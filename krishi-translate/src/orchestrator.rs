//! Fallback orchestration over an ordered provider chain
//!
//! [`Translator::translate`] is total: whatever happens below it, the caller
//! gets a [`TranslationOutcome`]. The flow is
//!
//! 1. normalize source and target language
//! 2. same language → return the text untouched, no network
//! 3. try each provider in order under a per-call timeout; the first
//!    non-empty answer wins
//! 4. nothing worked → degraded outcome carrying the original text
//!
//! Provider errors are logged and swallowed. Anything that escapes the
//! per-provider handling, including a panicking provider, is converted into
//! the same degraded outcome at the top level.

use crate::batch::TranslationLimits;
use crate::error::{TranslateError, TranslateResult};
use crate::language::{Language, normalize};
use crate::outcome::TranslationOutcome;
use crate::provider::TranslationProvider;
use futures::FutureExt;
use std::any::Any;
use std::panic::AssertUnwindSafe;
use std::sync::Arc;
use std::time::Duration;
use tracing::{debug, error, warn};

/// Per-provider call budget
pub const DEFAULT_PROVIDER_TIMEOUT: Duration = Duration::from_secs(10);

/// Translation entry point shared by the HTTP layer and the CLI
#[derive(Clone)]
pub struct Translator {
    providers: Vec<Arc<dyn TranslationProvider>>,
    timeout: Duration,
    pub(crate) limits: TranslationLimits,
}

impl Translator {
    /// Create a translator trying `providers` in the given order
    pub fn new(providers: Vec<Arc<dyn TranslationProvider>>) -> Self {
        Self {
            providers,
            timeout: DEFAULT_PROVIDER_TIMEOUT,
            limits: TranslationLimits::default(),
        }
    }

    pub fn with_timeout(mut self, timeout: Duration) -> Self {
        self.timeout = timeout;
        self
    }

    pub fn with_limits(mut self, limits: TranslationLimits) -> Self {
        self.limits = limits;
        self
    }

    pub fn limits(&self) -> &TranslationLimits {
        &self.limits
    }

    /// Provider names in fallback order
    pub fn provider_names(&self) -> Vec<&str> {
        self.providers.iter().map(|p| p.name()).collect()
    }

    /// Translate `text` between two language identifiers
    ///
    /// Identifiers may be names or codes (see [`normalize`]). Never fails:
    /// unsupported languages, exhausted providers and unexpected panics all
    /// come back as an outcome with `success == false`, the original text in
    /// `translation`, and the reason in `error`.
    pub async fn translate(&self, text: &str, source: &str, target: &str) -> TranslationOutcome {
        let attempt = AssertUnwindSafe(self.try_translate(text, source, target)).catch_unwind();

        match attempt.await {
            Ok(Ok(outcome)) => outcome,
            Ok(Err(e)) => {
                warn!(source, target, error = %e, "translation degraded to original text");
                TranslationOutcome::failed(text, e.to_string())
            }
            Err(panic) => {
                let message = panic_message(panic.as_ref());
                error!(source, target, %message, "translation aborted unexpectedly");
                TranslationOutcome::failed(text, message)
            }
        }
    }

    async fn try_translate(
        &self,
        text: &str,
        source: &str,
        target: &str,
    ) -> TranslateResult<TranslationOutcome> {
        let source = normalize(source)?;
        let target = normalize(target)?;

        if source == target {
            debug!(%source, "same source and target language, skipping providers");
            return Ok(TranslationOutcome::unchanged(text));
        }

        for provider in &self.providers {
            if let Some(translated) = self.attempt(provider.as_ref(), text, source, target).await {
                debug!(provider = provider.name(), %source, %target, "translated");
                return Ok(TranslationOutcome::translated(translated, provider.name()));
            }
        }

        Err(TranslateError::AllProvidersFailed)
    }

    /// One bounded provider call; every failure becomes `None`
    async fn attempt(
        &self,
        provider: &dyn TranslationProvider,
        text: &str,
        source: Language,
        target: Language,
    ) -> Option<String> {
        let source_code = provider.code_for(source);
        let target_code = provider.code_for(target);
        debug!(
            provider = provider.name(),
            source_code, target_code, "attempting translation"
        );

        let call = provider.translate(text, source_code, target_code);
        match tokio::time::timeout(self.timeout, call).await {
            Ok(Ok(translated)) if !translated.trim().is_empty() => Some(translated),
            Ok(Ok(_)) => {
                warn!(provider = provider.name(), "provider returned empty text");
                None
            }
            Ok(Err(e)) => {
                warn!(provider = provider.name(), error = %e, "provider failed");
                None
            }
            Err(_) => {
                warn!(
                    provider = provider.name(),
                    timeout_ms = self.timeout.as_millis() as u64,
                    "provider timed out"
                );
                None
            }
        }
    }
}

impl std::fmt::Debug for Translator {
    fn fmt(&self, f: &mut std::fmt::Formatter<'_>) -> std::fmt::Result {
        f.debug_struct("Translator")
            .field("providers", &self.provider_names())
            .field("timeout", &self.timeout)
            .field("limits", &self.limits)
            .finish()
    }
}

fn panic_message(panic: &(dyn Any + Send)) -> String {
    if let Some(s) = panic.downcast_ref::<&str>() {
        s.to_string()
    } else if let Some(s) = panic.downcast_ref::<String>() {
        s.clone()
    } else {
        "unexpected translation failure".to_string()
    }
}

# What is required:
Once you have checked each line above for the string "TranslateResult", state how many lines contain it and add nothing more.

# Result below:
2